One thing that plagues many small groups is the tendency to veer off from the original conversation onto what eventually becomes a topic of complete irrelevancy. In short, a tangent!

Sometimes tangents can be great! In fact, a student in your group might open up based on a conversation that stemmed from a tangent. I would go as far as to say that the Holy Spirit leads some great conversations via the human inability to stay on topic. You might want to talk about honoring parents, but God wants to steer the conversation onto a topic of purity.

Then, of course, you have negative tangents. These are the tangents that are steered by pride, selfishness, or flat out distraction. This is the most common type of tangent in small groups. Someone will be opening up about something and a key word sparks a conversation from another student. The moment is ruined for the opening student and the rest of the group dives into a maze of conversations that lead to nowhere.

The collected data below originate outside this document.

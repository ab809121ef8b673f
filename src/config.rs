use serde::{Deserialize, Serialize};
use std::fmt;
use std::path::{Path, PathBuf};

use crate::analysis::window::BinWidth;

fn empty_path_none<'de, D>(deserializer: D) -> Result<Option<PathBuf>, D::Error>
where
    D: serde::Deserializer<'de>,
{
    let opt = Option::<PathBuf>::deserialize(deserializer)?;
    Ok(opt.and_then(|path| {
        if path.as_os_str().is_empty() {
            None
        } else {
            Some(path)
        }
    }))
}

#[derive(Debug)]
pub enum ConfigError {
    Io(std::io::Error),
    Parse(toml::de::Error),
    Invalid(String),
}

impl fmt::Display for ConfigError {
    fn fmt(&self, f: &mut fmt::Formatter<'_>) -> fmt::Result {
        match self {
            ConfigError::Io(err) => write!(f, "config io error: {}", err),
            ConfigError::Parse(err) => write!(f, "config parse error: {}", err),
            ConfigError::Invalid(msg) => write!(f, "invalid config: {}", msg),
        }
    }
}

impl std::error::Error for ConfigError {}

#[derive(Debug, Clone, Default, Serialize, Deserialize)]
#[serde(default)]
pub struct Config {
    pub input: InputConfig,
    pub analysis: AnalysisConfig,
    pub pipeline: PipelineConfig,
    pub output: OutputConfig,
}

impl Config {
    pub fn load(path: &Path) -> Result<Self, ConfigError> {
        let raw = std::fs::read_to_string(path).map_err(ConfigError::Io)?;
        let config: Config = toml::from_str(&raw).map_err(ConfigError::Parse)?;
        config.validate()?;
        Ok(config)
    }

    pub fn validate(&self) -> Result<(), ConfigError> {
        self.analysis.bin_widths().map(|_| ())
    }
}

#[derive(Debug, Clone, Serialize, Deserialize)]
#[serde(default)]
pub struct InputConfig {
    /// tshark field export, one row per packet.
    pub packets_csv: PathBuf,
    #[serde(deserialize_with = "empty_path_none")]
    pub capture_log: Option<PathBuf>,
    #[serde(deserialize_with = "empty_path_none")]
    pub ethtool_before: Option<PathBuf>,
    #[serde(deserialize_with = "empty_path_none")]
    pub ethtool_after: Option<PathBuf>,
}

impl Default for InputConfig {
    fn default() -> Self {
        InputConfig {
            packets_csv: PathBuf::from("./packets.csv"),
            capture_log: None,
            ethtool_before: None,
            ethtool_after: None,
        }
    }
}

#[derive(Debug, Clone, Serialize, Deserialize)]
#[serde(default)]
pub struct AnalysisConfig {
    /// Width of the fine-grained timeseries bins (packets + gap quantiles).
    pub micro_bin_us: u64,
    /// Width of the coarse timeseries bins (packets + events).
    pub coarse_bin_ms: u64,
    /// Bin width behind the packets-per-bin distribution.
    pub ppb_bin_us: u64,
    /// Flows with this many payload packets or fewer are not analysed.
    pub min_packets: usize,
}

impl Default for AnalysisConfig {
    fn default() -> Self {
        AnalysisConfig {
            micro_bin_us: 50,
            coarse_bin_ms: 1,
            ppb_bin_us: 10,
            min_packets: 100,
        }
    }
}

/// Validated bin widths.
#[derive(Debug, Clone, Copy, PartialEq)]
pub struct BinWidths {
    pub micro: BinWidth,
    pub coarse: BinWidth,
    pub ppb: BinWidth,
}

impl AnalysisConfig {
    pub fn bin_widths(&self) -> Result<BinWidths, ConfigError> {
        let micro = BinWidth::from_micros(self.micro_bin_us)
            .ok_or_else(|| ConfigError::Invalid("analysis.micro_bin_us must be positive".into()))?;
        let coarse = BinWidth::from_millis(self.coarse_bin_ms)
            .ok_or_else(|| ConfigError::Invalid("analysis.coarse_bin_ms must be positive".into()))?;
        let ppb = BinWidth::from_micros(self.ppb_bin_us)
            .ok_or_else(|| ConfigError::Invalid("analysis.ppb_bin_us must be positive".into()))?;
        Ok(BinWidths { micro, coarse, ppb })
    }
}

#[derive(Debug, Clone, Serialize, Deserialize)]
#[serde(default)]
pub struct PipelineConfig {
    /// Worker threads (0 = auto-detect from CPU count).
    pub num_workers: usize,
    /// Capacity of each dispatcher → worker channel.
    pub channel_capacity: usize,
}

impl Default for PipelineConfig {
    fn default() -> Self {
        PipelineConfig {
            num_workers: 0,
            channel_capacity: 64,
        }
    }
}

#[derive(Debug, Clone, Serialize, Deserialize)]
#[serde(default)]
pub struct OutputConfig {
    /// Directory for cli.txt, per_flow.csv and timeseries files.
    #[serde(deserialize_with = "empty_path_none")]
    pub metrics_dir: Option<PathBuf>,
    #[serde(deserialize_with = "empty_path_none")]
    pub export_json: Option<PathBuf>,
    /// Write per-flow timeseries CSVs into `metrics_dir`.
    pub timeseries: bool,
    /// Keep the per-packet flags in the JSON export.
    pub packet_flags: bool,
    pub quiet: bool,
}

impl Default for OutputConfig {
    fn default() -> Self {
        OutputConfig {
            metrics_dir: Some(PathBuf::from("metrics")),
            export_json: None,
            timeseries: true,
            packet_flags: false,
            quiet: false,
        }
    }
}

#[cfg(test)]
mod tests {
    use super::*;

    #[test]
    fn defaults_match_reference_bins() {
        let config = Config::default();
        let widths = config.analysis.bin_widths().unwrap();
        assert!((widths.micro.as_secs_f64() - 50e-6).abs() < 1e-15);
        assert!((widths.coarse.as_secs_f64() - 1e-3).abs() < 1e-15);
        assert!((widths.ppb.as_secs_f64() - 10e-6).abs() < 1e-15);
        assert_eq!(config.analysis.min_packets, 100);
        assert_eq!(config.output.metrics_dir, Some(PathBuf::from("metrics")));
        assert!(!config.output.packet_flags);
    }

    #[test]
    fn partial_file_keeps_defaults() {
        let config: Config = toml::from_str(
            r#"
            [analysis]
            micro_bin_us = 100

            [output]
            metrics_dir = ""
            export_json = "report.json"
            "#,
        )
        .unwrap();
        assert_eq!(config.analysis.micro_bin_us, 100);
        assert_eq!(config.analysis.coarse_bin_ms, 1);
        assert_eq!(config.output.metrics_dir, None);
        assert_eq!(config.output.export_json, Some(PathBuf::from("report.json")));
        assert_eq!(config.input.packets_csv, PathBuf::from("./packets.csv"));
    }

    #[test]
    fn zero_bin_width_is_invalid() {
        let mut config = Config::default();
        config.analysis.coarse_bin_ms = 0;
        assert!(matches!(config.validate(), Err(ConfigError::Invalid(_))));
    }
}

So here are three ways to be a Tangent Fighter

1. Be wise and recognize! Understand when a tangent is destructive or productive. It's easy. Was someone in the middle of talking about something important? Is the tangent important? Does it feel like the Spirit is leading the group or is it just up in the air?

2. Make it known. On the first day your group meets, make the tangent issue known. Let your students understand that veering off on a conversation is inevitable, but not okay in most cases. Tell them that it's nothing personal, but if the group goes off topic, you're going to steer right back.

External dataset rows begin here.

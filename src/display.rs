//! Report rendering for the CLI.
//!
//! Formats the capture summary, health checks and per-flow metrics into
//! fixed-width text tables. Everything writes to an `io::Write` so the same
//! text goes to stdout and to `cli.txt`.

use std::io::{self, Write};

use crate::flow::{FlowBasics, FlowMetrics, Report};
use crate::health::HealthReport;

const WIDTH: usize = 100;

const FLOW_HEADERS: [&str; 15] = [
    "Flow", "Dur (s)", "Pkts", "Bytes", "Mb/s", "PPS", "Retr", "OOO", "Lost",
    "IPG p50 (µs)", "p90", "p99", "p99.9", "max", "jitter (µs)",
];
const FLOW_WIDTHS: [usize; 15] = [6, 10, 10, 14, 9, 10, 6, 6, 6, 14, 8, 8, 9, 10, 14];

const PPB_HEADERS: [&str; 13] = [
    "Flow", "Bins", "Mean", "Median", "p90", "p99", "p99.9", "Max", "Std", "Min", "p0.1", "p1",
    "p10",
];
const PPB_WIDTHS: [usize; 13] = [6, 10, 10, 10, 12, 12, 12, 12, 10, 10, 8, 8, 8];

/// Render every section of the report as one string.
pub fn render_report(report: &Report, ppb_bin_us: u64) -> String {
    let mut buf = Vec::new();
    // Writing into a Vec cannot fail.
    let _ = write_report(&mut buf, report, ppb_bin_us);
    String::from_utf8_lossy(&buf).into_owned()
}

pub fn write_report<W: Write>(w: &mut W, report: &Report, ppb_bin_us: u64) -> io::Result<()> {
    if let Some(health) = &report.health {
        write_health(w, health)?;
    }
    write_capture_summary(w, &report.capture)?;
    write_flow_table(w, &report.flows)?;
    writeln!(w)?;
    write_ppb_table(w, &report.flows, ppb_bin_us)?;
    if !report.skipped.is_empty() {
        writeln!(w)?;
        for s in &report.skipped {
            writeln!(w, "skipped flow {} with only {} packets", s.flow_id, s.packets)?;
        }
    }
    Ok(())
}

pub fn write_health<W: Write>(w: &mut W, health: &HealthReport) -> io::Result<()> {
    if health.capture_log.is_none() && health.nic_counter_deltas.is_none() {
        return Ok(());
    }
    title(w, "HEALTH CHECKS")?;
    if let Some(log) = &health.capture_log {
        writeln!(
            w,
            "capture:  captured = {},  dropped = {}",
            opt_count(log.packets_captured),
            opt_count(log.packets_dropped)
        )?;
    }
    if let Some(deltas) = &health.nic_counter_deltas {
        writeln!(w)?;
        writeln!(w, "Changes in NIC counters:")?;
        if deltas.is_empty() {
            writeln!(w, "    (none)")?;
        }
        for (name, delta) in deltas {
            writeln!(w, "    {:36} {:+}", name, delta)?;
        }
    }
    line(w, WIDTH)
}

pub fn write_capture_summary<W: Write>(w: &mut W, capture: &FlowBasics) -> io::Result<()> {
    title(w, "METRICS FOR ALL FLOWS")?;
    writeln!(w, "Duration:            {} s", format_secs(capture.duration_s))?;
    writeln!(w, "Total bytes:         {}", format_bytes(capture.bytes))?;
    writeln!(w, "Total packets:       {}", format_int(capture.packets))?;
    writeln!(w, "Avg throughput:      {} Mb/s", format_float(capture.throughput_mbps, 2))?;
    writeln!(w, "Avg PPS:             {} pkts/s", format_float(capture.pps, 0))?;
    Ok(())
}

pub fn write_flow_table<W: Write>(w: &mut W, flows: &[FlowMetrics]) -> io::Result<()> {
    title(w, "PER-FLOW SUMMARY")?;
    writeln!(w, "{}", table_row(&FLOW_HEADERS, &FLOW_WIDTHS))?;
    line(w, table_width(&FLOW_WIDTHS))?;

    for m in flows {
        let ipg = |f: fn(&crate::analysis::Distribution) -> f64| {
            m.ipg_us.as_ref().map_or_else(|| "-".to_string(), |d| format_float(f(d), 2))
        };
        let values = [
            m.flow_id.to_string(),
            format_secs(m.basics.duration_s),
            format_int(m.basics.packets),
            format_bytes(m.basics.bytes),
            format_float(m.basics.throughput_mbps, 2),
            format_float(m.basics.pps, 0),
            format_int(m.retransmissions),
            format_int(m.out_of_order),
            format_int(m.lost_segments),
            ipg(|d| d.p50),
            ipg(|d| d.p90),
            ipg(|d| d.p99),
            ipg(|d| d.p99_9),
            ipg(|d| d.max),
            ipg(|d| d.std),
        ];
        writeln!(w, "{}", table_row(&values, &FLOW_WIDTHS))?;
    }
    line(w, table_width(&FLOW_WIDTHS))
}

pub fn write_ppb_table<W: Write>(w: &mut W, flows: &[FlowMetrics], ppb_bin_us: u64) -> io::Result<()> {
    title(
        w,
        &format!("PER-FLOW PACKETS-PER-BIN DISTRIBUTION (bin={}µs)", ppb_bin_us),
    )?;
    writeln!(w, "{}", table_row(&PPB_HEADERS, &PPB_WIDTHS))?;
    line(w, table_width(&PPB_WIDTHS))?;

    for m in flows {
        let d = &m.packets_per_bin;
        let mut values = vec![m.flow_id.to_string(), format_int(d.count as u64)];
        values.extend(
            [d.mean, d.p50, d.p90, d.p99, d.p99_9, d.max, d.std, d.min, d.p0_1, d.p1, d.p10]
                .iter()
                .map(|v| format_float(*v, 0)),
        );
        writeln!(w, "{}", table_row(&values, &PPB_WIDTHS))?;
    }
    line(w, table_width(&PPB_WIDTHS))
}

fn title<W: Write>(w: &mut W, text: &str) -> io::Result<()> {
    line(w, WIDTH)?;
    writeln!(w, "{:^width$}", text, width = WIDTH)?;
    line(w, WIDTH)
}

fn line<W: Write>(w: &mut W, width: usize) -> io::Result<()> {
    writeln!(w, "{}", "─".repeat(width))
}

fn table_row<S: AsRef<str>>(values: &[S], widths: &[usize]) -> String {
    values
        .iter()
        .zip(widths)
        .map(|(v, &width)| format!("{:>width$}", v.as_ref(), width = width))
        .collect::<Vec<_>>()
        .join(" ")
}

fn table_width(widths: &[usize]) -> usize {
    widths.iter().sum::<usize>() + widths.len().saturating_sub(1)
}

fn opt_count(value: Option<u64>) -> String {
    value.map_or_else(|| "n/a".to_string(), format_int)
}

/// Human-readable byte count with one decimal (B, KB, MB, GB).
pub fn format_bytes(n: u64) -> String {
    const UNITS: [&str; 4] = ["B", "KB", "MB", "GB"];
    let mut value = n as f64;
    for unit in UNITS {
        if value < 1024.0 {
            return format!("{:.1} {}", value, unit);
        }
        value /= 1024.0;
    }
    format!("{:.1} GB", value * 1024.0)
}

/// Integer with `,` thousands separators.
pub fn format_int(n: u64) -> String {
    group_thousands(&n.to_string())
}

/// Fixed-decimal float with `,` thousands separators.
pub fn format_float(value: f64, decimals: usize) -> String {
    if !value.is_finite() {
        return value.to_string();
    }
    let text = format!("{:.*}", decimals, value.abs());
    let (int_part, frac_part) = match text.split_once('.') {
        Some((i, f)) => (i, Some(f)),
        None => (text.as_str(), None),
    };
    let mut out = String::new();
    // "-0" and "-0.00" are printed without the sign.
    if value < 0.0 && text.chars().any(|c| c.is_ascii_digit() && c != '0') {
        out.push('-');
    }
    out.push_str(&group_thousands(int_part));
    if let Some(frac) = frac_part {
        out.push('.');
        out.push_str(frac);
    }
    out
}

fn format_secs(s: f64) -> String {
    format!("{:.5}", s)
}

fn group_thousands(digits: &str) -> String {
    let mut out = String::with_capacity(digits.len() + digits.len() / 3);
    for (i, c) in digits.chars().enumerate() {
        if i > 0 && (digits.len() - i) % 3 == 0 {
            out.push(',');
        }
        out.push(c);
    }
    out
}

3. Get them involved! Our group name is "The Tangent Fighters". It is known in our group that we easily slip into tangents. They also know that anyone can call, "TANGENT!" when the conversation begins to slide. This is great because the students who are notorious for tangents are typically the first ones to get the conversation back on track. When the students are given such a responsibility, they really take to it!



Always remember to be wise! Sometimes the Holy Spirit wants to lead a conversation and it may look like a useless tangent. I once bought a car that looked like a... oh wait, TANGENT!!!!